> [The task] Using the records provided below, locate and copy each line that contains the word "push".

> [Listed entries]
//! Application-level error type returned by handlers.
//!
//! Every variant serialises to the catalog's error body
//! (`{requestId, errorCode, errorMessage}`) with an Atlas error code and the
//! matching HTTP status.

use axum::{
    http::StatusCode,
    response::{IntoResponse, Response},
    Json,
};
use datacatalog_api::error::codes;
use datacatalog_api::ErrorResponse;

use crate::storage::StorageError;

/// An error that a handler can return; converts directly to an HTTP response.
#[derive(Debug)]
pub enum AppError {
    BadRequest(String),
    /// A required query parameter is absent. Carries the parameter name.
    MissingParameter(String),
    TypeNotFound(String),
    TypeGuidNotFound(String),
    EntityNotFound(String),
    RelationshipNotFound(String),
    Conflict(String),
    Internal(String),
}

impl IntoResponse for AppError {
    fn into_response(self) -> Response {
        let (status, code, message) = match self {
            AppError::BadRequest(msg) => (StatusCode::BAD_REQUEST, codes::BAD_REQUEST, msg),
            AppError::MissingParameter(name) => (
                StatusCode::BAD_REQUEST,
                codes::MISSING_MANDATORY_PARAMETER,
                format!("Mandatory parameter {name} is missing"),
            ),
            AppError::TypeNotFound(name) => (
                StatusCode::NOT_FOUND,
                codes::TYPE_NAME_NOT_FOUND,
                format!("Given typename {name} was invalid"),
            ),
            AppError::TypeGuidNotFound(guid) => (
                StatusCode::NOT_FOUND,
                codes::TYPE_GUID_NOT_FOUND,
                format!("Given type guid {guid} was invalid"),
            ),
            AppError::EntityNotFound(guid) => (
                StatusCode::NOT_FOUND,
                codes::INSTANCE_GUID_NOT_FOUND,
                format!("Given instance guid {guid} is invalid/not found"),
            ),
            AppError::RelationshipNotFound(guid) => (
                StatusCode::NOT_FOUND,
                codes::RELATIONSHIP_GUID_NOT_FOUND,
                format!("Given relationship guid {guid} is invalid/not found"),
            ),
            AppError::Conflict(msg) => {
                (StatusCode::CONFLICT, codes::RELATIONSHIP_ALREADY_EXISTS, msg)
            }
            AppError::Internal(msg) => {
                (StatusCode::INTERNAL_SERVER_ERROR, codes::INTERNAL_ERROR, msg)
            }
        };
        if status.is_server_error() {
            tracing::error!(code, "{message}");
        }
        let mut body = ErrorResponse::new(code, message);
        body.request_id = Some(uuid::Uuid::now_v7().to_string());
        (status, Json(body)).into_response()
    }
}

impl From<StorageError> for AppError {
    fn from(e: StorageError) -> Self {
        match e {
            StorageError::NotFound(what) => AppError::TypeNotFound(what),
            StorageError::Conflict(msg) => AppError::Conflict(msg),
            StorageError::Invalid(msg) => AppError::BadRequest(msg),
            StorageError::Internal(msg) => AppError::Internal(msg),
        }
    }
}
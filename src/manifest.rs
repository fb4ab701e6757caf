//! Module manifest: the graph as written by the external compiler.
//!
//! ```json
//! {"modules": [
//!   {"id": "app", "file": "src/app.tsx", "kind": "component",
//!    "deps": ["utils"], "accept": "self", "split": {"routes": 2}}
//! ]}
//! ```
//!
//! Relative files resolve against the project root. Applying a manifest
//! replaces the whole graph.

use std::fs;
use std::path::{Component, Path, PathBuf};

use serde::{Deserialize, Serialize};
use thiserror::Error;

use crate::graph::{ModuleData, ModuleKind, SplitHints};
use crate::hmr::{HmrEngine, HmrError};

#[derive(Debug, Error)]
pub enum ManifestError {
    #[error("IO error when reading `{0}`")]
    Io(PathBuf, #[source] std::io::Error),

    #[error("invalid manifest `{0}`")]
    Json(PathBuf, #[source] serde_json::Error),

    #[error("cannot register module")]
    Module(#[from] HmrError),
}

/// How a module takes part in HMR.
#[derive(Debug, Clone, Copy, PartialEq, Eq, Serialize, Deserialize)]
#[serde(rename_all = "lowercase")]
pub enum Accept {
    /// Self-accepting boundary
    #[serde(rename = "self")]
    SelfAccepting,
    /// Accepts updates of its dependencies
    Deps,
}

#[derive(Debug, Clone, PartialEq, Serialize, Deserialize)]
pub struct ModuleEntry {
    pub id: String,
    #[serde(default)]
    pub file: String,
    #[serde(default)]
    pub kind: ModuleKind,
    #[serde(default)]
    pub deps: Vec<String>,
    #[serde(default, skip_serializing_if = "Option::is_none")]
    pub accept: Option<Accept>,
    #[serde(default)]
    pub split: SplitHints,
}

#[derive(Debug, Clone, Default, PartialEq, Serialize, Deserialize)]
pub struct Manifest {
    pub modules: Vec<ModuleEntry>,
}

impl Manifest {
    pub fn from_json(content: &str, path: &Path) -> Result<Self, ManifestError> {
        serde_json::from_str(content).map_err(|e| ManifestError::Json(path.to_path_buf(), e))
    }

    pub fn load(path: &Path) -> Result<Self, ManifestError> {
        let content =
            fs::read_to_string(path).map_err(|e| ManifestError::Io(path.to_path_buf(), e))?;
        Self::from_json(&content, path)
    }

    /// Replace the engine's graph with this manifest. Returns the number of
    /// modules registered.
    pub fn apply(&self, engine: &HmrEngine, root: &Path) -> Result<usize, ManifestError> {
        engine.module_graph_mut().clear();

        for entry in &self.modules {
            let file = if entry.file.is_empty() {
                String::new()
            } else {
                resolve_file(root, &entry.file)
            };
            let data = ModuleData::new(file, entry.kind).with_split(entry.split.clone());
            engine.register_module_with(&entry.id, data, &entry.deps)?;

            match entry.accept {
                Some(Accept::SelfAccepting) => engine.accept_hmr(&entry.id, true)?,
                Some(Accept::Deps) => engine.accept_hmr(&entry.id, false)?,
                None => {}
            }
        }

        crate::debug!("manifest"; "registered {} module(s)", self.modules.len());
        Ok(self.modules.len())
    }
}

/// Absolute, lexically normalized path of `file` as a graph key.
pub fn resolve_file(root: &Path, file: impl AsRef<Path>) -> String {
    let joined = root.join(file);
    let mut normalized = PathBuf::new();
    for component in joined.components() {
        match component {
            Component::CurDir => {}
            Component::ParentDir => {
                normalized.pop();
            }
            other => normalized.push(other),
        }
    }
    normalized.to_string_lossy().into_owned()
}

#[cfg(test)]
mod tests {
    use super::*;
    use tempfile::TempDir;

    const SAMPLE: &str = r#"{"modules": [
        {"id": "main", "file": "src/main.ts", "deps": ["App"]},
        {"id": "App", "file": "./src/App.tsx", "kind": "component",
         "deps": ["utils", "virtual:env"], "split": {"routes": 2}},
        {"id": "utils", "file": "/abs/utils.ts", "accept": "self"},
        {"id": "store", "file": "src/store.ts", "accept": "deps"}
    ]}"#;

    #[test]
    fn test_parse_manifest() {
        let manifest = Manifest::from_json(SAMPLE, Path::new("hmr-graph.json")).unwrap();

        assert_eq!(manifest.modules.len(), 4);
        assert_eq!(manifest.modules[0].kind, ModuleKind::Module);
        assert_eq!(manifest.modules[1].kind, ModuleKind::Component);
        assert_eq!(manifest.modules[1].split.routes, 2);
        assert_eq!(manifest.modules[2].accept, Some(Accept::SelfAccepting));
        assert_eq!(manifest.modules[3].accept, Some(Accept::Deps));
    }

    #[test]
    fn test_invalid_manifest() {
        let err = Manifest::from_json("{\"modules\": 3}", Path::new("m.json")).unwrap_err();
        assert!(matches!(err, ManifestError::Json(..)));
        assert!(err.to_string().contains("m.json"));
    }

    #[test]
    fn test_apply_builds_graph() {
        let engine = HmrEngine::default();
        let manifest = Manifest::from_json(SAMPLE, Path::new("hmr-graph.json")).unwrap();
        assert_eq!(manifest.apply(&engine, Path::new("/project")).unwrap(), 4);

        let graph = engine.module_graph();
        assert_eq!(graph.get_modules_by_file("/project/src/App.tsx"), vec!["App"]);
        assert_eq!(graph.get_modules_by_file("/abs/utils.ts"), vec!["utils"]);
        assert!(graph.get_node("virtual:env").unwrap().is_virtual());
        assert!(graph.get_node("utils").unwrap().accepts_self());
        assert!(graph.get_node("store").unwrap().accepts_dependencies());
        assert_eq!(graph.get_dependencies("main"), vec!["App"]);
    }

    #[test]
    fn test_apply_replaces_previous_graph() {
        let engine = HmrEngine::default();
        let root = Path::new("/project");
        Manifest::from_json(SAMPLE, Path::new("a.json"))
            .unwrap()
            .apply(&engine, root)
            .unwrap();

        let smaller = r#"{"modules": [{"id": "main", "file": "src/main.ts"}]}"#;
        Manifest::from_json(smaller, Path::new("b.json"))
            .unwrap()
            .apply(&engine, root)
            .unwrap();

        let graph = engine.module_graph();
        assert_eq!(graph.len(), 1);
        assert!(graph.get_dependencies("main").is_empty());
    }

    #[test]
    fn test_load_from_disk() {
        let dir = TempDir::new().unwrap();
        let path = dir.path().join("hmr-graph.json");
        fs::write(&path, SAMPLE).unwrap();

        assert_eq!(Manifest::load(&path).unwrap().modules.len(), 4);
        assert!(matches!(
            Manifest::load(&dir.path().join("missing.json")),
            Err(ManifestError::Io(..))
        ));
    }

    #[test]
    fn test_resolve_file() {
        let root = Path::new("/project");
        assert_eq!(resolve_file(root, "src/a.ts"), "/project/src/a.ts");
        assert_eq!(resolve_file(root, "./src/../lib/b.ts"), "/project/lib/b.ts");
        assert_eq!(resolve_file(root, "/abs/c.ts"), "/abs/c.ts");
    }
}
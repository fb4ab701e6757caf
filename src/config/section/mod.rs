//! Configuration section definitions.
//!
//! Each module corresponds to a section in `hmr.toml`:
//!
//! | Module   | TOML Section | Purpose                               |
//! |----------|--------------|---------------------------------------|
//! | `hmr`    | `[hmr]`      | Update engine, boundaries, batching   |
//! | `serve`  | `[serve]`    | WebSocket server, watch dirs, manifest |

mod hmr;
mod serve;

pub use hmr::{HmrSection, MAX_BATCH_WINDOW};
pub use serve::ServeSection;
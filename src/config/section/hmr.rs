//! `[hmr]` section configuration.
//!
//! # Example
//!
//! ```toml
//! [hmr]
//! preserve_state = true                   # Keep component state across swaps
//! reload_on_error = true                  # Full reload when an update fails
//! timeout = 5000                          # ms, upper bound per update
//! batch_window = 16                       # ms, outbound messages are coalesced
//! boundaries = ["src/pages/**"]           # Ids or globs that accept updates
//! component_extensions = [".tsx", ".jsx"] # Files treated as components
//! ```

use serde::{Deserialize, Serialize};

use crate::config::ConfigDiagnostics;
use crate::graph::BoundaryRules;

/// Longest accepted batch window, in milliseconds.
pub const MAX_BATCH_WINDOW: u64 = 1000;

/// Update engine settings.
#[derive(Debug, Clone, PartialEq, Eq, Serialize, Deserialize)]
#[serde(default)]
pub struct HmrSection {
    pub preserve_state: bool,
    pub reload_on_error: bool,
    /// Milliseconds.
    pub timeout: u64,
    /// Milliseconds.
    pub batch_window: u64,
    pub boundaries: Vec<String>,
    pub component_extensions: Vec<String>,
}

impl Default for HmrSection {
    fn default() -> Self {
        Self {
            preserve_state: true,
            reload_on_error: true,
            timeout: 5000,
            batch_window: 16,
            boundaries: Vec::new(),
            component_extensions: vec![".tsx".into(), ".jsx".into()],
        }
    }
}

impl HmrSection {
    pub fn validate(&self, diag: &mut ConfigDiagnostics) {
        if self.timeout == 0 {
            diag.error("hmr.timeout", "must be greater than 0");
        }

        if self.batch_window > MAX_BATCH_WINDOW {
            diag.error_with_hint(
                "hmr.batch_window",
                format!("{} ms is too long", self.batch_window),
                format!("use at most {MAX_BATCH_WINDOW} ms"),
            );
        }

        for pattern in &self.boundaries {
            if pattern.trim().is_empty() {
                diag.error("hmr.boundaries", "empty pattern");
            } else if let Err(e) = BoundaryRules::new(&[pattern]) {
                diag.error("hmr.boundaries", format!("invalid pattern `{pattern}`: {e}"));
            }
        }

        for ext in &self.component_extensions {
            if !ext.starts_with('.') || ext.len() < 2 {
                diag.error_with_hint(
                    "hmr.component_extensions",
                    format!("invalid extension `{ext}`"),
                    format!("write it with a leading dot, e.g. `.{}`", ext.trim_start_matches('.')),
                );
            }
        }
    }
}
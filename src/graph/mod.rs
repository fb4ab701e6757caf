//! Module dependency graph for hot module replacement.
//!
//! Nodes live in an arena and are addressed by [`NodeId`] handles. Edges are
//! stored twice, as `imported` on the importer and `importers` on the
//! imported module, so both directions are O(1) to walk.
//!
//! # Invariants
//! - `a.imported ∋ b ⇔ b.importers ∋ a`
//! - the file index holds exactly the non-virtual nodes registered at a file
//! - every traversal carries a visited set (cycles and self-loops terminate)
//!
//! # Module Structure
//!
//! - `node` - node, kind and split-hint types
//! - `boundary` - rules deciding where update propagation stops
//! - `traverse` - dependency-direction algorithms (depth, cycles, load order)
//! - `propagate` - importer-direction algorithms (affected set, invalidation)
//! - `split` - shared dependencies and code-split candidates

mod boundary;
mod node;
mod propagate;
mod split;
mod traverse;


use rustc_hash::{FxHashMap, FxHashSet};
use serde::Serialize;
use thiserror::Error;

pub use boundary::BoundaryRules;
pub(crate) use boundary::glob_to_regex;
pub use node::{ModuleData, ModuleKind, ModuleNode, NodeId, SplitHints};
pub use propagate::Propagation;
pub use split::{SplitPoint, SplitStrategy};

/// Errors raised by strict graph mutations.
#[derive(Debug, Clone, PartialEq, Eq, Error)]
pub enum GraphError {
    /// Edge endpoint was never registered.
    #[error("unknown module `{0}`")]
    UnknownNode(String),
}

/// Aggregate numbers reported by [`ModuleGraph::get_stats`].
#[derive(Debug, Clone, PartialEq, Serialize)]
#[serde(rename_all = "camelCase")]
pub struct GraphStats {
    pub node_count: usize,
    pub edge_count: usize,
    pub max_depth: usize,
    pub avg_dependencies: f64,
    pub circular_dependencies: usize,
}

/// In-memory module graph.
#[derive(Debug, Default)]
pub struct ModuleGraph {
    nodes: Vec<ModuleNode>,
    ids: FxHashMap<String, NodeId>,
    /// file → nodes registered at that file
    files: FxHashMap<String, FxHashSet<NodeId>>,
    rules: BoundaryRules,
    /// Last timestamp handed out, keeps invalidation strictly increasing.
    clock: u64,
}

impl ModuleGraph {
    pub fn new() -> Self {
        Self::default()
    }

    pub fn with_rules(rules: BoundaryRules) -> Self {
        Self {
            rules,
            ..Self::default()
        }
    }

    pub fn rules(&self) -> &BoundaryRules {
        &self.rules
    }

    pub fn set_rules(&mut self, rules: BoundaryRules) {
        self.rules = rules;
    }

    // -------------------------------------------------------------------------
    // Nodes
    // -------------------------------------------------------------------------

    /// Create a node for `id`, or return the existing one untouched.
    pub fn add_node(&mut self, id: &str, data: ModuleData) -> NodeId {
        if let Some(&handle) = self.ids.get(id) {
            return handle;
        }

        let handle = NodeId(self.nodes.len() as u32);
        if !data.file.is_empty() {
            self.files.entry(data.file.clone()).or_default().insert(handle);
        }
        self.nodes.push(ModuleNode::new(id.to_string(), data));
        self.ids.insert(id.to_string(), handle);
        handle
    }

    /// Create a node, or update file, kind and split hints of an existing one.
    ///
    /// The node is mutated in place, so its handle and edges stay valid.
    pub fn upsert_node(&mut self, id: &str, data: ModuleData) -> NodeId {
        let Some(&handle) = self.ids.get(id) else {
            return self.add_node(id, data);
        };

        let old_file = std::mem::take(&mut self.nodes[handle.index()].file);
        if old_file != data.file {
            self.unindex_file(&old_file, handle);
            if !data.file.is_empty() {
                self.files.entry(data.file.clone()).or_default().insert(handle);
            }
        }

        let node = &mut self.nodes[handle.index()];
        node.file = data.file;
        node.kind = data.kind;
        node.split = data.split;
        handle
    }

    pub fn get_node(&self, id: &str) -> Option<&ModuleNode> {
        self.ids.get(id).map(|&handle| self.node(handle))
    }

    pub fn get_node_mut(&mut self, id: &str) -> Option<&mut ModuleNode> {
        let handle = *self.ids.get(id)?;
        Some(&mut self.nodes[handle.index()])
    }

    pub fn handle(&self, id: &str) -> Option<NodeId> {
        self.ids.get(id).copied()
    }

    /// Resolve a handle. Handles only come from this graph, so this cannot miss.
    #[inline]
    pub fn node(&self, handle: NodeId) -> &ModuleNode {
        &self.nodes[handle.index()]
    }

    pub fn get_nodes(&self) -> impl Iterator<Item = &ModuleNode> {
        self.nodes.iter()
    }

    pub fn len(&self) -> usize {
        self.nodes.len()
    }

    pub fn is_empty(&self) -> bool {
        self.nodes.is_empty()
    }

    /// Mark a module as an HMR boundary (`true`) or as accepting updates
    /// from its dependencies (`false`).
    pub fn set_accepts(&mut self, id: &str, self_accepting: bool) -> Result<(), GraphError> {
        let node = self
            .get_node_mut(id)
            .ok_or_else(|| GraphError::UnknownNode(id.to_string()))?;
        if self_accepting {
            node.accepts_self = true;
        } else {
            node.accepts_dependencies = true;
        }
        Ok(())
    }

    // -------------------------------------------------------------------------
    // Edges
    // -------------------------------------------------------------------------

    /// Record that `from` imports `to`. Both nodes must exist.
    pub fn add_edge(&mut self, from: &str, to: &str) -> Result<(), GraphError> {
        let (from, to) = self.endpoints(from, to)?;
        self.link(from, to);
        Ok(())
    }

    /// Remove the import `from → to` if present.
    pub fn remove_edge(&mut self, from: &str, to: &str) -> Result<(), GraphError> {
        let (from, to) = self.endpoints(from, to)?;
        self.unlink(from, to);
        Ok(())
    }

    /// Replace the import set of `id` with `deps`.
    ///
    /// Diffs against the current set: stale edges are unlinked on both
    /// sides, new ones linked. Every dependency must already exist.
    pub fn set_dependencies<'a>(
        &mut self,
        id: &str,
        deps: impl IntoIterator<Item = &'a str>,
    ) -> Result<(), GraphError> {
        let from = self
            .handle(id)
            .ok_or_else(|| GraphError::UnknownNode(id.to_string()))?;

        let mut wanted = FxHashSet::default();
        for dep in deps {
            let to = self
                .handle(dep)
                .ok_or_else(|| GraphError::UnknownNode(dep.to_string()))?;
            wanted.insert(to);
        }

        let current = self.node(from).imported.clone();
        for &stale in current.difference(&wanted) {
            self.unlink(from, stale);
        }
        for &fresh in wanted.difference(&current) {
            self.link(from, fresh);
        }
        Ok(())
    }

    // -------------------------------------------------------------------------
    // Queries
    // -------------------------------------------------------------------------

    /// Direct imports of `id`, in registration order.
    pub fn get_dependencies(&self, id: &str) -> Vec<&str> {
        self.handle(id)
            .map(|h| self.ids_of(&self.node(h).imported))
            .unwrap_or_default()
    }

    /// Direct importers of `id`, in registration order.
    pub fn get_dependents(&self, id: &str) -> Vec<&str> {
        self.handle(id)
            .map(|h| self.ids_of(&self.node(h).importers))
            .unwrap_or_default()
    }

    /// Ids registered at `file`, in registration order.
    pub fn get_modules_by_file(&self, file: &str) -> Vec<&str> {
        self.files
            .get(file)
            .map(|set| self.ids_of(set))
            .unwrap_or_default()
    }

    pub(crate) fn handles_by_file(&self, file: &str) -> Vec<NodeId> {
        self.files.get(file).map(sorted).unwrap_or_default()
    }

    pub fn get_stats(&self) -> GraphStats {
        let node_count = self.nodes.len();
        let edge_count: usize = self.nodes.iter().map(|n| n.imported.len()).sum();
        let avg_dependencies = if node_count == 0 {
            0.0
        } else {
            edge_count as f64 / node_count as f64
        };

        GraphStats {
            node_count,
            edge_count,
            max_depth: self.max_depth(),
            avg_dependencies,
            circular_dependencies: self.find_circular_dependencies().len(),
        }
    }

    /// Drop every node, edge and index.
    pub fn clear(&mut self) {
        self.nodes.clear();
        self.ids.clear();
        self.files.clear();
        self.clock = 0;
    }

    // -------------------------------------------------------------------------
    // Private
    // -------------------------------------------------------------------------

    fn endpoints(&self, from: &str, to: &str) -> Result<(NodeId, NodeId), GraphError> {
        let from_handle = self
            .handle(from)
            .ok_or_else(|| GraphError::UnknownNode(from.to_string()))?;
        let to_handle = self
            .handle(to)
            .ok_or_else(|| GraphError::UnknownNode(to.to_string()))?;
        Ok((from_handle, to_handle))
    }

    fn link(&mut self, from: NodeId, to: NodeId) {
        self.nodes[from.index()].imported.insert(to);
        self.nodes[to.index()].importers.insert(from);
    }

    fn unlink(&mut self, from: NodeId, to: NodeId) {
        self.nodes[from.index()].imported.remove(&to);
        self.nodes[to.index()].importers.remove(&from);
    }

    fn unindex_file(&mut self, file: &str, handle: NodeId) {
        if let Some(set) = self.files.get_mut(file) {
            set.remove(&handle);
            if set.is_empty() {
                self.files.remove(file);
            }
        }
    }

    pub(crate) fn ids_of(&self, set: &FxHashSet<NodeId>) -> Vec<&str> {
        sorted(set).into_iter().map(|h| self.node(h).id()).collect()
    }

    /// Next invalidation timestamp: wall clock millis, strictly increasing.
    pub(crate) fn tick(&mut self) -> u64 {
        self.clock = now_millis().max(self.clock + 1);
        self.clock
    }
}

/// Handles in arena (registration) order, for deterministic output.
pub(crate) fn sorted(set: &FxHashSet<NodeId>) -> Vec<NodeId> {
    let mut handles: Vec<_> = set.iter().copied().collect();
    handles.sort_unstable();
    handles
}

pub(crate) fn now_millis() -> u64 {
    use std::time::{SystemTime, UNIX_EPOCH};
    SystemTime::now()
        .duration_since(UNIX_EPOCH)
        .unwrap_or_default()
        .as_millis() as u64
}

> [Output of the exercise]
            other => normalized.push(other),
        self.nodes.push(ModuleNode::new(id.to_string(), data));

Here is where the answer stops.